車体前後重量配分を理想的な50:50に設定

 S2000は“走る楽しさ”と“操る喜び”を具現化しつつ、同時に環境への配慮と高い安全性を兼ね備えることを開発テーマに据える。基本レイアウトはフロントエンジン&リアドライブ(FR)方式の2シーターオープンボディで構成。また、優れたハンドリング性能や人車一体感を実現するためにエンジンを前輪車軸後方に配置して車体前後重量配分を50:50に設定した。

 肝心のオープンボディに関しては、中央部に位置するフロアトンネルをメインフレームの一部として活用し、フロアトンネルを前後のサイドメンバーと同じ高さで水平につなぐX字型の新構造“ハイXボーンフレーム”を導入する。これにより、完全ストレート化させたサイドメンバーからフロアトンネル、サイドシル、フロアフレームまでつながる“三つ又分担構造”を形成し、クローズドボディと同レベルの高剛性と衝突安全性を実現した。一方、シャシーについては高いハンドリング性能と高レスポンスを具現化するために新設計のインホイール型ダブルウィッシュボーンサスペンションをセット。さらに、前後ディスクブレーキやコンパクト化したABSシステム、トルクセンシングタイプのLSDも組み込んだ。

超高回転型ハイパワーユニットを搭載

 前輪車軸後方に縦置き搭載されるエンジンは、シリンダーブロックのスリム化や各部の軽量化を果たした新開発のF20C型1997cc直4DOHC・VTECで、11.7の高圧縮比と専用セッティングのPGM-FIなどにより9000rpmの最大許容回転数、250ps/8300rpmの最高出力、22.2kg・m/7500rpmの最大トルクを発揮する。また、マルチポート排気2次エアシステムやメタルハニカム触媒などの導入によりコールドスタート時からの効率的な排出ガスのクリーン化を実現した。組み合わせるトランスミッションは新開発の6速MT。スムーズな加速感と小気味いいシフトチェンジが味わえるよう、クロスレシオ化とショートストローク化を敢行した。

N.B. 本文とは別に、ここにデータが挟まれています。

//! Core types shared by argument synthesis and report decoding.
//!
//! This crate defines the two ends of the `signalserver` protocol:
//!
//! - [`ParameterSchema`] / [`ParameterSpec`]: typed table of command-line
//!   parameters, grouped by the record kind each value is read from, with
//!   the built-in [`ParameterSchema::signalserver`] table.
//! - [`Plot`], [`Antenna`], [`Station`] and [`RecordGraph`]: the domain
//!   records values are looked up in, via the [`Record`] trait.
//! - [`AnalysisReport`] and its parts ([`Site`], [`PropagationModel`],
//!   [`Link`], [`Obstruction`]): what the tool reports back.
//! - [`UnitSystem`]: metric/imperial detection and formatting shared by both
//!   directions.
//!
//! Validation ([`validate_schema`]) catches malformed parameter tables
//! before they are used to build a command line.
//!
//! # Example
//!
//! ```
//! use sigplot_core::*;
//!
//! let schema = ParameterSchema::signalserver();
//! assert!(validate_schema(&schema).is_empty());
//!
//! let spec = schema.find(ParamGroup::Plot, "frequency").unwrap();
//! assert_eq!(spec.flag.as_deref(), Some("-f"));
//!
//! let plot = Plot::new("hilltop-coverage", 446.0);
//! assert_eq!(plot.value(&spec.name), Some(ParamValue::Float(446.0)));
//! ```

mod records;
mod report;
mod schema;
mod signalserver;
mod types;
mod units;
mod validate;

pub use records::{Antenna, Plot, Record, RecordGraph, Station};
pub use report::{
    AnalysisReport, FEET_PER_METER, Link, Obstruction, PropagationModel, Site, SiteRole,
};
pub use schema::{Emission, ParameterSchema, ParameterSpec};
pub use types::*;
pub use units::UnitSystem;
pub use validate::{SchemaError, validate_schema};
//! Report decoding errors.

use std::fmt;
use std::path::PathBuf;

use thiserror::Error;

use crate::descriptor::DescriptorError;

/// Report section a field belongs to.
#[derive(Debug, Clone, Copy, PartialEq, Eq, Hash)]
pub enum Section {
    Transmitter,
    Receiver,
    PropagationModel,
    LinkSummary,
}

impl Section {
    /// All sections in report order.
    pub const ALL: [Section; 4] = [
        Self::Transmitter,
        Self::Receiver,
        Self::PropagationModel,
        Self::LinkSummary,
    ];
}

impl fmt::Display for Section {
    fn fmt(&self, f: &mut fmt::Formatter<'_>) -> fmt::Result {
        match self {
            Self::Transmitter => write!(f, "transmitter site"),
            Self::Receiver => write!(f, "receiver site"),
            Self::PropagationModel => write!(f, "propagation model"),
            Self::LinkSummary => write!(f, "link summary"),
        }
    }
}

/// Errors produced while decoding an analysis report.
///
/// Decoding is all-or-nothing: any error discards the partially decoded
/// report. Line numbers are 1-based.
#[derive(Debug, Error)]
pub enum ReportError {
    /// A required section never appeared, or appeared without content.
    #[error("report has no {section} section")]
    MissingSection { section: Section },
    /// A field line could not be parsed.
    #[error("line {line} ({section}): {reason}")]
    InvalidField {
        section: Section,
        line: usize,
        reason: String,
    },
    /// An obstruction line does not follow the descriptor grammar.
    #[error("line {line} ({section}): invalid obstruction descriptor: {source}")]
    Descriptor {
        section: Section,
        line: usize,
        #[source]
        source: DescriptorError,
    },
    /// The report file could not be read.
    #[error("failed to read report {}: {source}", path.display())]
    Io {
        path: PathBuf,
        #[source]
        source: std::io::Error,
    },
}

 開発陣は内外装デザインの演出についても徹底してこだわった。エクステリアは空力特性を重視して抵抗や揚力を低減したうえで、リアルスポーツカーらしい機能美を追求。勢いを感じさせるウエッジシェイプを基本に、スピード感のあるキャラクターラインや抑揚のあるフェンダー、プロジェクタータイプのディスチャージヘッドライト、ダックテール形状のリアビューなどを採用する。また、ソフトトップには素早く開閉できる電動タイプを導入した。一方、内包するインテリアは機能とエキサイトメントを両立させるデザインのあり方を模索して設計。フォーミュラマシンをイメージさせるデジタルメーターや操作感に重きを置いた小径ステアリングホイール、形状やウレタン硬度分布などをきめ細かくアレンジしたスポーツシートなどを装備した。

たゆまぬリファインで常に新鮮さをキープ

 ホンダが放つ久々のFRオープンスポーツカーは、走り好きのユーザーから好評をもって受け入れられる。一方で開発現場は、「スポーツカーは進化と熟成が命題」という方針のもと、緻密かつ先進的な改良をS2000に施していった。

 2000年7月には、世界初のステアリング機構であるVGS(車速応動可変ギアレシオステアリング機構)を組み込んだ「type V」を発売。2001年9月には初のマイナーチェンジを行い、カスタムカラープラン(外装色13タイプ/内装色5タイプ/幌色2タイプ)を新規に導入する。2002年10月には専用外装色2タイプにクロームメッキミラーやゴールドホイール、タン内装などを装備する特別仕様車の「ジオーレ」をリリースした。2003年10月になると、再度のマイナーチェンジを実施。一部内外装のデザイン刷新に加え、17インチタイヤの採用やサスペンションのセッティング変更、ボディ剛性の強化などを敢行する。2004年4月には、生産工場を栃木製作所高根沢工場から鈴鹿製作所TDラインに移管した。

 その後も精力的に改良を実施し、走り好きを大いに魅了したS2000は、デビューから10年あまりが経過した2009年6月に生産を終了する旨が決定される。この発表は同年1月にアナウンスされたのだが、以後多くの注文が舞い込み、結果的に2カ月伸ばしの2009年8月まで生産ラインを流れることとなったのである。